While there was no difference in efficacy between the two drugs at 10 days, the researchers did find evidence of superior efficacy with rivaroxaban at 35 days.

Nevertheless, study investigator Alexander Cohen, from Kings College London in the UK, said: "We did not see a consistently positive benefit-risk balance with rivaroxaban use, and thus further analysis is required to identify which groups of patients in MAGELLAN may derive benefit from thromboprophylaxis with rivaroxaban," said study investigator

The Multicenter, randomized, parallel Group Efficacy and safety study for the prevention of VTE in hospitalized medically iLL patients comparing rivaroxabAN with enoxaparin (MAGELLAN) phase III trial compared the efficacy of oral rivaroxaban (10 mg/day) with subcutaneous enoxaparin (40 mg/day) for prevention of VTE in acutely ill patients.
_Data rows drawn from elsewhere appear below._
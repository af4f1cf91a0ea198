use super::{present, QueryError};
use crate::catalog::grizzlies::{
    GrizzliesDocument, Legacy, LiveGame, NilProjection, PlayerCognitive, TeamMetrics, GRIZZLIES,
};
use serde::{Deserialize, Serialize};

#[derive(Debug, Clone, Default, Deserialize)]
pub struct GrizzliesParams {
    pub metric: Option<String>,
}

#[derive(Debug, Clone, Copy, PartialEq, Eq)]
pub enum GrizzliesMetric {
    All,
    TeamMetrics,
    PlayerCognitive,
    NilProjections,
    LiveGame,
    GritAndGrindLegacy,
}

const METRICS: &[(&str, GrizzliesMetric)] = &[
    ("all", GrizzliesMetric::All),
    ("teamMetrics", GrizzliesMetric::TeamMetrics),
    ("playerCognitive", GrizzliesMetric::PlayerCognitive),
    ("nilProjections", GrizzliesMetric::NilProjections),
    ("liveGame", GrizzliesMetric::LiveGame),
    ("gritAndGrindLegacy", GrizzliesMetric::GritAndGrindLegacy),
];

impl GrizzliesMetric {
    pub fn as_str(self) -> &'static str {
        METRICS
            .iter()
            .find(|(_, m)| *m == self)
            .map(|(name, _)| *name)
            .unwrap_or("all")
    }
}

#[derive(Debug, Clone, Copy)]
pub struct GrizzliesRequest {
    pub metric: GrizzliesMetric,
}

impl GrizzliesRequest {
    pub fn parse(params: &GrizzliesParams) -> Result<Self, QueryError> {
        let Some(raw) = present(params.metric.as_deref()) else {
            return Ok(Self {
                metric: GrizzliesMetric::All,
            });
        };
        let metric = METRICS
            .iter()
            .find(|(name, _)| name.eq_ignore_ascii_case(raw))
            .map(|(_, m)| *m)
            .ok_or_else(|| {
                QueryError::bad_selector(
                    "Invalid metric",
                    "metric",
                    raw,
                    "available_metrics",
                    METRICS.iter().map(|(name, _)| *name).collect(),
                )
            })?;
        Ok(Self { metric })
    }
}

#[derive(Debug, Clone, Copy, Serialize)]
#[serde(untagged)]
pub enum GrizzliesSlice {
    All(&'static GrizzliesDocument),
    TeamMetrics(&'static TeamMetrics),
    PlayerCognitive(&'static [PlayerCognitive]),
    NilProjections(&'static [NilProjection]),
    LiveGame(&'static LiveGame),
    Legacy(&'static Legacy),
}

#[derive(Debug, Clone, Serialize)]
pub struct GrizzliesPayload {
    pub metric: &'static str,
    pub data: GrizzliesSlice,
}

pub fn resolve(request: &GrizzliesRequest) -> GrizzliesPayload {
    let doc = &GRIZZLIES;
    let data = match request.metric {
        GrizzliesMetric::All => GrizzliesSlice::All(doc),
        GrizzliesMetric::TeamMetrics => GrizzliesSlice::TeamMetrics(&doc.team_metrics),
        GrizzliesMetric::PlayerCognitive => GrizzliesSlice::PlayerCognitive(doc.player_cognitive),
        GrizzliesMetric::NilProjections => GrizzliesSlice::NilProjections(doc.nil_projections),
        GrizzliesMetric::LiveGame => GrizzliesSlice::LiveGame(&doc.live_game),
        GrizzliesMetric::GritAndGrindLegacy => GrizzliesSlice::Legacy(&doc.grit_and_grind_legacy),
    };
    GrizzliesPayload {
        metric: request.metric.as_str(),
        data,
    }
}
"VTE is often associated with recent surgery or trauma, but 50% to 70% of symptomatic thromboembolic events and 70% to 80% of fatal pulmonary embolism (PE) occur in non-surgical patients. Thus, this study population of acutely ill medical patients is an important group in which to test the optimal therapy for preventing VTE," Cohen pointed out at the American College of Cardiology Annual Scientific Sessions in New Orleans, Louisiana, USA.

The patients were aged 71 years on average and were admitted to hospital for a variety of conditions including heart failure, infectious disease, respiratory insufficiency, and active cancer. Total hospital stay lasted an average of 11 days.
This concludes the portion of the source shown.